Market and Embedded Value Flashcards
Formulas for market value of equity (126)
- Market value of equity = market value of assets - market value of liabilities
MV(E) = MV(A) - MV(L) - Market value of equity = franchise value + market value of tangible assets - present value of liabilities + put option value
MV(E) = FV + MV(TA) - PV(L) + PO - Relationship between market value and firm risk exposure:
a. MV increases as insolvency risk increases (put option value increases)
b. MV increases as firm decreases in insolvency risk (franchise value increases)
Formulas for calculating embedded value (127)
For a block of business:
1. Embedded value = PV(after-tax profits) + cost of capital
2. Cost of capital = PV(future tied capital releases minus increases) + PV(after-tax income earned on tied capital) - tied capital
For the company as a whole:
1. Embedded value = PV(after-tax profits) + cost of capital + tied capital + free capital = PV(after-tax profits) - PV(increase in locked-in capital) + PV(after-tax investment income on capital) + free capital
Uses of embedded value for a block of business (128)
- To set a value on a block of business for sale or purchase
- As a part of the calculation of the value of a company. The company’s value would also include the value of future new business.
- To ensure that new business sold is generating an increase in value
- To determine compensation for sales staff
- To measure the impact of specific management actions on the long-term value of the company
Definition of embedded value (133)
- A calculation of the value of a block of business, based on the present value of surplus distributable to shareholders
- Is based on current in-force business only (not new business)
- Equals the value of in force business plus the value of free capital. Free capital is the capital in excess of regulatory capital requirements (locked-in or tied capital)
Formulas for calculating embedded value for a company (134)
These two methods are equivalent. Present values are discounted using the hurdle rate (h).
- Profits to shareholders method
a. Embedded value = free capital + PV(profits to shareholders)
b. Profits to shareholders = after-tax profits + after-tax investment income on capital - increase in locked-in capital
c. After-tax profit = premiums + investment income - benefits - expenses - increase in statutory reserve - tax on income
d. Tax on income = tax rate * (premiums + investment income - benefits - expenses - increase in tax reserve) - Cost of capital method
a. Embedded value = free capital + locked-in capital + PV(after-tax profits) - PV(cost of capital)
b. Cost of capital = h * locked-in capital - after-tax investment income on capital
Formulas illustrating the change in embedded value over time (130,135)
From first study note:
1. Group block EV(t+1) = EV(t) * (1+d) + (d-I) * tied capital - after-tax profits(t) + VNB(t)
2. Company EV(t+1) = EV(t) * (1+d) + d * tied capital + VNB(t)

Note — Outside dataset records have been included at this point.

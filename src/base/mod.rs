//! `base` is the construction layer: option sets, the hierarchical
//! input-file parser, the model registry/factory, and the global
//! settings.

pub mod factory;
pub mod options;
pub mod parser;
pub mod settings;

pub use factory::{load_input, load_model, Factory, Registry};
pub use options::OptionSet;
pub use parser::InputFile;
pub use settings::{Dtype, Settings, TensorOptions};
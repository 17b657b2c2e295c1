//! `fem` is the minimal discretization glue: scattering a global
//! degree-of-freedom vector to element-local layouts, interpolating to
//! quadrature points with a basis, and assembling element quantities
//! back into a global vector.
//!
//! The degree-of-freedom map is a static index list with element-local
//! shape `(ndofe, nvar)` per element; everything is expressed with the
//! tensor engine's gather/scatter-add and Einstein-summation
//! primitives, so these kernels trace and differentiate like any other
//! operation. The mesh extents (`nelem`, `ndofe`, `nvar`, `ndof`) come
//! from the dof map and are captured as constants by a trace, so a
//! captured graph serves one mesh.

use crate::errors::{MateriaError, Result};
use crate::tensor::{einsum, Group, Tensor};

/// A degree-of-freedom map: for each element, the global index of each
/// (element-local node, variable) pair.
#[derive(Debug, Clone)]
pub struct DofMap {
    indices: Vec<usize>,
    nelem: usize,
    ndofe: usize,
    nvar: usize,
}

impl DofMap {
    /// Builds a map from flat indices in `(nelem, ndofe, nvar)` order.
    pub fn new(indices: Vec<usize>, nelem: usize, ndofe: usize, nvar: usize) -> Result<Self> {
        if indices.len() != nelem * ndofe * nvar {
            return Err(MateriaError::shape(format!(
                "a dof map for {} elements with {} local dofs and {} variables needs {} \
                 indices, got {}",
                nelem,
                ndofe,
                nvar,
                nelem * ndofe * nvar,
                indices.len()
            )));
        }
        Ok(DofMap {
            indices,
            nelem,
            ndofe,
            nvar,
        })
    }

    pub fn nelem(&self) -> usize {
        self.nelem
    }

    pub fn ndofe(&self) -> usize {
        self.ndofe
    }

    pub fn nvar(&self) -> usize {
        self.nvar
    }
}

/// Scatters a global vector of degrees of freedom to the element-local
/// layout described by the dof map.
///
/// The input has base shape `(ndof,)`; the result is element-batched
/// with base shape `(ndofe, nvar)`.
pub fn scatter(v: &Tensor, dof_map: &DofMap) -> Result<Tensor> {
    if v.base_dim() != 1 {
        return Err(MateriaError::shape(format!(
            "scatter expects a vector of degrees of freedom, got base shape {:?}",
            v.base_sizes()
        )));
    }
    let gathered = v.index_select(Group::Base, 0, &dof_map.indices)?;

    let mut full = gathered.dynamic_sizes().to_vec();
    full.extend_from_slice(&[dof_map.nelem, dof_map.ndofe, dof_map.nvar]);
    gathered.reshape_full(&full, gathered.dynamic_dim() + 1, 0)
}

/// Gathers element-local nodal values back to a global vector,
/// averaging the contributions of shared degrees of freedom.
pub fn gather(field: &Tensor, dof_map: &DofMap, ndof: usize) -> Result<Tensor> {
    let summed = assemble(field, dof_map, ndof)?;
    let mut counts = vec![0.0; ndof];
    for i in &dof_map.indices {
        counts[*i] += 1.0;
    }
    let counts = Tensor::from_data(counts, &[], &[], &[ndof])?;
    summed.div(&counts)
}

/// Interpolates element-local nodal values to quadrature points.
///
/// `u` has base shape `(ndofe, nvar)`. With a basis of base shape
/// `(ndofe, nqp)` the result has base shape `(nvar, nqp)`; with a basis
/// gradient of base shape `(ndofe, nqp, ndim)` the result has base
/// shape `(nvar, nqp, ndim)`.
pub fn interpolate(u: &Tensor, phi: &Tensor) -> Result<Tensor> {
    match phi.base_dim() {
        2 => einsum("...dv,...dq->...vq", &[u, phi]),
        3 => einsum("...dv,...dqm->...vqm", &[u, phi]),
        _ => Err(MateriaError::shape(format!(
            "interpolate expects a basis with base shape (ndofe, nqp) or (ndofe, nqp, ndim), \
             got {:?}",
            phi.base_sizes()
        ))),
    }
}

/// Assembles element-local quantities into a global vector of length
/// `ndof`, adding the contributions of shared degrees of freedom.
///
/// The input is element-batched with base shape `(ndofe, nvar)`.
pub fn assemble(re: &Tensor, dof_map: &DofMap, ndof: usize) -> Result<Tensor> {
    if re.base_sizes() != [dof_map.ndofe, dof_map.nvar] {
        return Err(MateriaError::shape(format!(
            "assemble expects element quantities with base shape ({}, {}), got {:?}",
            dof_map.ndofe,
            dof_map.nvar,
            re.base_sizes()
        )));
    }
    if re.dynamic_dim() == 0 || re.dynamic_sizes()[re.dynamic_dim() - 1] != dof_map.nelem {
        return Err(MateriaError::shape(format!(
            "assemble expects a trailing element batch of extent {}, got dynamic shape {:?}",
            dof_map.nelem,
            re.dynamic_sizes()
        )));
    }
    let nelem_dim = re.dynamic_dim() - 1;

    // Fold the element batch into the base, then scatter-add by index.
    let leading = &re.dynamic_sizes()[..nelem_dim];
    let flat_len = dof_map.nelem * dof_map.ndofe * dof_map.nvar;
    let mut full = leading.to_vec();
    full.push(flat_len);
    let flat = re.reshape_full(&full, nelem_dim, 0)?;
    flat.index_add(Group::Base, 0, ndof, &dof_map.indices)
}

/// The total number of degrees of freedom a map refers to must be at
/// least this large.
pub fn min_ndof(dof_map: &DofMap) -> usize {
    dof_map.indices.iter().copied().max().map_or(0, |m| m + 1)
}

#[cfg(test)]
mod tests {
    use super::*;
    use approx::assert_relative_eq;

    /// A 1D mesh with two 2-node elements and one variable:
    /// 0 --- 1 --- 2
    fn line_mesh() -> DofMap {
        DofMap::new(vec![0, 1, 1, 2], 2, 2, 1).unwrap()
    }

    #[test]
    fn scatter_gathers_by_index() {
        let sol = Tensor::from_data(vec![10.0, 20.0, 30.0], &[], &[], &[3]).unwrap();
        let scattered = scatter(&sol, &line_mesh()).unwrap();
        assert_eq!(scattered.dynamic_sizes(), &[2]);
        assert_eq!(scattered.base_sizes(), &[2, 1]);
        assert_eq!(scattered.data(), &[10.0, 20.0, 20.0, 30.0]);
    }

    #[test]
    fn assemble_adds_shared_dofs() {
        let sol = Tensor::from_data(vec![10.0, 20.0, 30.0], &[], &[], &[3]).unwrap();
        let map = line_mesh();
        let scattered = scatter(&sol, &map).unwrap();
        let assembled = assemble(&scattered, &map, 3).unwrap();
        // The shared middle node accumulates both element contributions.
        assert_eq!(assembled.data(), &[10.0, 40.0, 30.0]);

        let averaged = gather(&scattered, &map, 3).unwrap();
        assert_eq!(averaged.data(), &[10.0, 20.0, 30.0]);
    }

    #[test]
    fn interpolate_midpoint() {
        // One-point quadrature at the element midpoint with linear
        // basis: phi has base shape (2, 1) with both entries 1/2.
        let map = line_mesh();
        let sol = Tensor::from_data(vec![0.0, 2.0, 4.0], &[], &[], &[3]).unwrap();
        let scattered = scatter(&sol, &map).unwrap();
        let phi = Tensor::from_data(vec![0.5, 0.5], &[], &[], &[2, 1]).unwrap();

        let interp = interpolate(&scattered, &phi).unwrap();
        assert_eq!(interp.base_sizes(), &[1, 1]);
        assert_relative_eq!(interp.data()[0], 1.0);
        assert_relative_eq!(interp.data()[1], 3.0);
    }

    #[test]
    fn dof_bounds() {
        assert_eq!(min_ndof(&line_mesh()), 3);
        assert!(DofMap::new(vec![0, 1], 2, 2, 1).is_err());
    }
}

d=discount rate, I=after tax interest rate, VNB=value new business
From second study note (for company):
- EV(t+1) = EV(t) + normal increase in EV + value added by new sales - dividends paid + unexpected change in EV
- Normal increase in EV = (EV(t) - free capital) * h + free capital * i, where i is the after-tax investment income rate
- Value added by new sales = PV(future after-tax profits on new sales) - PV(future cost of capital to support those sales)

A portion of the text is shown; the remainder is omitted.